Çok Yaşayın Çocuklar!

Abdullah Damar

İlkokul 2. 3. ve 4.sınıf öğrencileri ile öykü canlandırma çalışmaları yaparken ilginç, bir o kadar da sevindirici bir sonuçla karşılaştım.

 

Öykü şöyle: ‘Aslan, kurt ve tilki arkadaş olup avlanmaya çıkmışlar. Günün sonunda, bir öküz, bir keçi ve bir de tavşan avlayan kafadarlar, avlarını bir mağaraya getirmişler. Aslan, kurda dönerek “Hadi bakalım! Şu hayvanları paylaştır da karnımızı doyuralım. ”demiş. Kurt ezile büzüle: “Ey büyük sultanım. Şu öküzü siz buyurun, keçi benim, tavşan da tilki kardeşin olsun.” Aslan birden çok kızmış ve “Bre küstah! Sen kim oluyorsun? Ben varken sana pay etmek düşer mi?” demiş. Sonra da bir pençe darbesiyle kurdu yere sermiş. Bu kez tilkiye dönüp “Öyle aval aval bakma da paylaştır şu avları bakalım. ”demiş. Tilki “Pay etmek haddim değil ama madem emir buyurdunuz, söyleyeyim. Tavşan sabah kahvaltınız, öküz öğle yemeğiniz olur. Keçiyi de akşam yersiniz. ”demiş. Aslan bu paylaştırmadan çok hoşlanmış ve tilkiye, bu kadar adil bir paylaştırmayı nereden öğrendiğini sormuş. Tilki de: “Yüce efendim! Şu haddini bilmez kurdun halinden öğrendim. “demiş.

 

Sınıfta birkaç kez, diğer sınıflarda da birer kez canlandırma yaptıktan sonra, öğrencilerle birlikte “öykü haritası” çıkarma çalışması yaptık. Bu çalışma sırasında;

-Bu parçadan ne sonuç çıkarabiliriz?

-Hangi hayvan adaletli paylaştırma yapmıştır?

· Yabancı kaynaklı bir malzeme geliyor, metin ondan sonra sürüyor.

// src/dag/graph.rs

use std::collections::HashMap;

use crate::tasks::TaskSpec;

/// Internal node structure: stores immediate deps and dependents.
#[derive(Debug, Clone)]
struct DagNode {
    /// Direct dependencies: tasks that must finish before this one can run.
    deps: Vec<String>,
    /// Direct dependents: tasks that depend on this one.
    dependents: Vec<String>,
}

/// Simple in-memory DAG representation keyed by task name.
///
/// Acyclicity is validated up front in `config::validate`; here we just keep
/// adjacency information for scheduling and diagnostics.
#[derive(Debug, Clone)]
pub struct DagGraph {
    nodes: HashMap<String, DagNode>,
}

impl DagGraph {
    /// Build a DAG from task specs.
    ///
    /// Assumes that all `after` references are valid and that there are no
    /// cycles.
    pub fn from_specs(specs: &[TaskSpec]) -> Self {
        let mut nodes: HashMap<String, DagNode> = HashMap::new();

        // First pass: create nodes with their dependency lists.
        for spec in specs {
            nodes.insert(
                spec.name.to_string(),
                DagNode {
                    deps: spec.after.iter().map(|s| s.to_string()).collect(),
                    dependents: Vec::new(),
                },
            );
        }

        // Second pass: populate dependents based on deps.
        let task_names: Vec<String> = nodes.keys().cloned().collect();
        for task_name in task_names {
            let deps = nodes
                .get(&task_name)
                .map(|n| n.deps.clone())
                .unwrap_or_default();

            for dep in deps {
                if let Some(dep_node) = nodes.get_mut(&dep) {
                    dep_node.dependents.push(task_name.clone());
                }
            }
        }

        Self { nodes }
    }

    /// Return all task names.
    pub fn tasks(&self) -> impl Iterator<Item = &str> {
        self.nodes.keys().map(|s| s.as_str())
    }

    /// Immediate dependencies of a task (the tasks listed in its `after`).
    pub fn dependencies_of(&self, name: &str) -> &[String] {
        self.nodes
            .get(name)
            .map(|n| n.deps.as_slice())
            .unwrap_or(&[])
    }

    /// Immediate dependents of a task (tasks that list this one in their `after`).
    pub fn dependents_of(&self, name: &str) -> &[String] {
        self.nodes
            .get(name)
            .map(|n| n.dependents.as_slice())
            .unwrap_or(&[])
    }
}
// tests/bundle.rs

mod common;
use crate::common::{init_tracing, ProjectBuilder};

use std::error::Error;
use std::fs;
use std::sync::Mutex;

use assetpipe::errors::AssetpipeError;
use assetpipe::pipeline::{scripts, ModuleCache};

type TestResult = Result<(), Box<dyn Error>>;

const ENTRY: &str = r#"
var greet = require('./lib/greet.js');
var config = require('./lib/config');
document.title = greet(config.name);
"#;

const GREET: &str = r#"
module.exports = function (name) {
    return 'hello ' + name;
};
"#;

const CONFIG: &str = r#"
module.exports = { name: 'assetpipe' };
"#;

fn project() -> ProjectBuilder {
    ProjectBuilder::new()
        .file("dev/scripts/scripts.js", ENTRY)
        .file("dev/scripts/lib/greet.js", GREET)
        .file("dev/scripts/lib/config/index.js", CONFIG)
}

#[test]
fn bundle_pulls_in_every_reachable_module() -> TestResult {
    init_tracing();

    let project = project();
    let cache = Mutex::new(ModuleCache::default());

    let summary = scripts::run(&project.config(), &cache)?;
    assert_eq!(summary.modules, 3);
    assert_eq!(summary.reused, 0);

    let bundle = fs::read_to_string(project.path("build/assets/js/scripts.min.js"))?;
    assert!(bundle.contains("hello "));
    assert!(bundle.contains("assetpipe"));
    assert!(bundle.contains("sourceMappingURL=../maps/scripts.min.js.map"));
    assert!(project.path("build/assets/maps/scripts.min.js.map").exists());
    Ok(())
}

#[test]
fn unchanged_modules_come_from_the_cache_on_rebuild() -> TestResult {
    init_tracing();

    let project = project();
    let cache = Mutex::new(ModuleCache::default());
    let config = project.config();

    scripts::run(&config, &cache)?;
    let second = scripts::run(&config, &cache)?;

    assert_eq!(second.modules, 3);
    assert_eq!(second.reused, 3);
    Ok(())
}

#[test]
fn edited_module_is_rehashed_while_the_rest_stays_cached() -> TestResult {
    init_tracing();

    let project = project();
    let cache = Mutex::new(ModuleCache::default());
    let config = project.config();

    scripts::run(&config, &cache)?;

    fs::write(
        project.path("dev/scripts/lib/greet.js"),
        "module.exports = function (name) { return 'hi ' + name; };\n",
    )?;

    let summary = scripts::run(&config, &cache)?;
    assert_eq!(summary.modules, 3);
    assert_eq!(summary.reused, 2);

    let bundle = fs::read_to_string(project.path("build/assets/js/scripts.min.js"))?;
    assert!(bundle.contains("hi "));
    Ok(())
}

#[test]
fn commented_out_requires_are_not_bundled() -> TestResult {
    init_tracing();

    let project = ProjectBuilder::new().file(
        "dev/scripts/scripts.js",
        "// var removed = require('./removed.js');\n\
         /* var also = require(\"./never-existed\"); */\n\
         document.title = 'no deps';\n",
    );
    let cache = Mutex::new(ModuleCache::default());

    let summary = scripts::run(&project.config(), &cache)?;
    assert_eq!(summary.modules, 1);

    let bundle = fs::read_to_string(project.path("build/assets/js/scripts.min.js"))?;
    assert!(!bundle.contains("removed.js"));
    Ok(())
}

#[test]
fn syntax_error_names_the_offending_module() -> TestResult {
    init_tracing();

    let project = ProjectBuilder::new()
        .file("dev/scripts/scripts.js", "var broken = require('./broken.js');\n")
        .file("dev/scripts/broken.js", "function ( { nope\n");
    let cache = Mutex::new(ModuleCache::default());

    let err = scripts::run(&project.config(), &cache).unwrap_err();
    match err {
        AssetpipeError::ScriptBundle { file, .. } => assert!(file.contains("broken.js")),
        other => panic!("expected ScriptBundle, got {other}"),
    }
    Ok(())
}

#[test]
fn bare_specifiers_are_rejected() -> TestResult {
    init_tracing();

    let project = ProjectBuilder::new()
        .file("dev/scripts/scripts.js", "var _ = require('lodash');\n");
    let cache = Mutex::new(ModuleCache::default());

    assert!(scripts::run(&project.config(), &cache).is_err());
    Ok(())
}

-Siz olsaydınız nasıl paylaştırma yapardınız?

-Kurt mu doğru yapmış, tilki mi? gibi sorularla öğrencileri konuşturdum.

Son olarak da;

-“Siz olsaydınız kurt gibi mi davranırdınız, tilki gibi mi davranırdınız?” sorusunu yönelttim.

Aldığım cevaplar karşısında çok sevindiğimi söylemeliyim.

 

Neden mi?

 

Yaklaşık 200 civarında öğrenciyle yaptığım bu çalışmada, bu öğrencilerin neredeyse tamamına yakını, kurdun yaptığı paylaştırmayı daha doğru, daha adaletli buldu.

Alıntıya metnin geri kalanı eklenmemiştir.